TheCitrixGuy and members of the Azure community explore the architectural and cost considerations of using Azure Application Gateway with WAF in front of APIM. They share alternative solutions including Azure Front Door and Cloudflare, offering deployment insights and practical recommendations.

Evaluating Azure Application Gateway - Community Thoughts

Discussion led by: TheCitrixGuy

Context

The community reviews architectural strategies for routing internal and external APIs through Azure API Management Services (APIM). A key question is whether to position Azure Application Gateway (AGW) with Web Application Firewall (WAF) in front of APIM, following Microsoft’s recommended patterns, and how this impacts manageability and costs at scale.

Key Discussion Points

  • Microsoft often suggests putting an AGW with WAF in front of each APIM instance for centralized security and routing.
  • In complex organizations, this could multiply AGW and APIM resources across environments and regions, increasing cost and complexity.

2. Real-World Deployments

  • Many clients typically use a single AGW shared across multiple apps or environments, except in multi-region or low-latency scenarios.
  • AGW is recognized as costly with a steep learning curve, but is deeply embedded in Azure connectivity patterns.
  • Using one AGW per landing zone is considered viable, routing all inbound traffic and relying on additional layers like Azure Firewall for segmentation.

3. Alternatives to AGW + WAF

  • Azure Front Door (FD):
    • Can be used with WAF as an alternative, often seen as more globally distributed and cost effective.
    • Internal mode APIM still requires AGW, since FD can’t privatelink directly to APIM.
    • FD provides SSL certificate management and consolidated WAF policy.
    • Some users have experienced outages impacting trust; client example: migrated to Cloudflare from FD to reduce costs and increase reliability.
  • Cloudflare Zero Trust/Tunnels:
    • Used for secure, cloud-based routing with cost advantages – for some, this replaced AGW/FD entirely, saving thousands annually.

4. Best Practices and Cost Management

  • AGW with WAF is among the most expensive Azure resources—always model costs before scaling up architectures.
  • Consider deploying AGW and APIM as shared services for capacity and scaling efficiencies.
  • Managing WAF policies and APIM endpoints as code (API Ops) enables consistency and automation.
  • FD instances can be split by domains or endpoints for environmental separation.
  • Not strictly necessary to use AGW fronting APIM—it’s only one of several approaches to add WAF and routing.

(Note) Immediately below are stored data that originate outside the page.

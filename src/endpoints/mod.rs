//! Endpoint façade
//!
//! Each remote operation is one row of the table below: a subject, a
//! request type and a reply type. The table expands into a marker type
//! implementing [`Endpoint`] and a method on [`NcClient`] that forwards to
//! the secure RPC envelope. Request/reply pairing is checked at compile time.
//!
//! Methods carry no business logic. Chaining calls (for example taking the
//! first team id from `list_teams` to feed `get_team`) is up to the caller.

pub mod stripe;
pub mod synadia;

use serde::de::DeserializeOwned;
use serde::Serialize;

use crate::session::NcClient;
use crate::types::Result;

/// Compile-time binding of a subject to its request and reply types
pub trait Endpoint {
    /// Bus subject the backend listens on
    const SUBJECT: &'static str;
    type Request: Serialize + Send + Sync;
    type Reply: DeserializeOwned + Send;
}

macro_rules! endpoints {
    ($(
        $(#[$doc:meta])*
        $method:ident => $marker:ident, $subject:literal, $request:ty => $reply:ty;
    )*) => {
        $(
            $(#[$doc])*
            #[derive(Debug, Clone, Copy, Default)]
            pub struct $marker;

            impl Endpoint for $marker {
                const SUBJECT: &'static str = $subject;
                type Request = $request;
                type Reply = $reply;
            }
        )*

        /// Every subject served through the façade, in table order
        pub const SUBJECTS: &[&str] = &[$($subject),*];

        impl NcClient {
            $(
                $(#[$doc])*
                pub async fn $method(&self, request: &$request) -> Result<$reply> {
                    self.call::<$marker>(request).await
                }
            )*
        }
    };
}

endpoints! {
    /// List the teams visible to the Synadia Cloud token
    list_teams => ListTeams, "SYNADIA.LIST_TEAMS",
        synadia::ListTeamsRequest => synadia::ListTeamsReply;
    /// Fetch one team
    get_team => GetTeam, "SYNADIA.GET_TEAM",
        synadia::GetTeamRequest => synadia::GetTeamReply;
    /// Fetch the limits of one team
    get_team_limits => GetTeamLimits, "SYNADIA.GET_TEAM_LIMITS",
        synadia::GetTeamLimitsRequest => synadia::GetTeamLimitsReply;
    /// List the app users of one team
    list_info_app_users_team => ListInfoAppUsersTeam, "SYNADIA.LIST_INFO_APP_USERS_TEAM",
        synadia::ListInfoAppUsersTeamRequest => synadia::ListInfoAppUsersTeamReply;
    /// List the personal access tokens of one team
    list_personal_access_tokens => ListPersonalAccessTokens, "SYNADIA.LIST_PERSONAL_ACCESS_TOKENS",
        synadia::ListPersonalAccessTokensRequest => synadia::ListPersonalAccessTokensReply;
    /// Fetch one personal access token
    get_personal_access_token => GetPersonalAccessToken, "SYNADIA.GET_PERSONAL_ACCESS_TOKEN",
        synadia::GetPersonalAccessTokenRequest => synadia::GetPersonalAccessTokenReply;
    /// List the server accounts of one team
    list_team_server_accounts => ListTeamServerAccounts, "SYNADIA.LIST_TEAM_SERVER_ACCOUNTS",
        synadia::ListTeamServerAccountsRequest => synadia::ListTeamServerAccountsReply;
    /// List the systems of one team
    list_systems => ListSystems, "SYNADIA.LIST_SYSTEMS",
        synadia::ListSystemsRequest => synadia::ListSystemsReply;
    /// Fetch one system
    get_system => GetSystem, "SYNADIA.GET_SYSTEM",
        synadia::GetSystemRequest => synadia::GetSystemReply;
    /// Fetch the limits of one system
    get_system_limits => GetSystemLimits, "SYNADIA.GET_SYSTEM_LIMITS",
        synadia::GetSystemLimitsRequest => synadia::GetSystemLimitsReply;
    /// List account information for one system
    list_system_account_info => ListSystemAccountInfo, "SYNADIA.LIST_SYSTEM_ACCOUNT_INFO",
        synadia::ListSystemAccountInfoRequest => synadia::ListSystemAccountInfoReply;
    /// List server information for one system
    list_system_server_info => ListSystemServerInfo, "SYNADIA.LIST_SYSTEM_SERVER_INFO",
        synadia::ListSystemServerInfoRequest => synadia::ListSystemServerInfoReply;
    /// List the accounts of one system
    list_accounts => ListAccounts, "SYNADIA.LIST_ACCOUNTS",
        synadia::ListAccountsRequest => synadia::ListAccountsReply;
    /// List the NATS users of one account
    list_nats_users => ListNatsUsers, "SYNADIA.LIST_NATS_USERS",
        synadia::ListNatsUsersRequest => synadia::ListNatsUsersReply;
    /// Synadia Cloud version
    get_version => GetVersion, "SYNADIA.GET_VERSION",
        synadia::GetVersionRequest => synadia::GetVersionReply;

    /// Create a Stripe payment intent
    create_payment_intent => CreatePaymentIntent, "STRIPE.CREATE_PAYMENT_INTENT",
        stripe::CreatePaymentIntentRequest => stripe::PaymentIntent;
    /// Confirm a Stripe payment intent
    confirm_payment_intent => ConfirmPaymentIntent, "STRIPE.CONFIRM_PAYMENT_INTENT",
        stripe::ConfirmPaymentIntentRequest => stripe::PaymentIntent;
    /// Capture the funds of an authorized payment intent
    capture_payment_intent => CapturePaymentIntent, "STRIPE.CAPTURE_PAYMENT_INTENT",
        stripe::CapturePaymentIntentRequest => stripe::PaymentIntent;
    /// Cancel a Stripe payment intent
    cancel_payment_intent => CancelPaymentIntent, "STRIPE.CANCEL_PAYMENT_INTENT",
        stripe::CancelPaymentIntentRequest => stripe::PaymentIntent;
    /// List Stripe payment intents
    list_payment_intents => ListPaymentIntents, "STRIPE.LIST_PAYMENT_INTENTS",
        stripe::ListPaymentIntentsRequest => stripe::PaymentIntentList;
}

5. Kubernetes and API Traffic

  • Query raised: Do teams use dedicated AGW per AKS cluster, or share one AGW across clusters?
  • Common practice is to use a shared AGW per landing zone to centralize inbound routing.

Community Recommendations

  • Use AGW or FD based on required features (private link, SSL, global reach, etc.) and trust/history with services.
  • Model costs carefully—AGW WAF is expensive, FD is typically more cost friendly.
  • Where possible, consolidate routing and WAF to minimize resource sprawl and operational complexity.
  • Organize configuration using DevOps practices for repeatability.

Summary

Azure’s recommended reference architectures provide a solid baseline, but can lead to high costs and added complexity when strictly followed. The community emphasizes balancing security, manageability, and cost, considering alternatives like Azure Front Door and Cloudflare when appropriate. Real-world deployment patterns often deviate from “one AGW per service/environment,” preferring shared and automated solutions.


This summary is based on practical experiences and advice from the Azure community, led by TheCitrixGuy.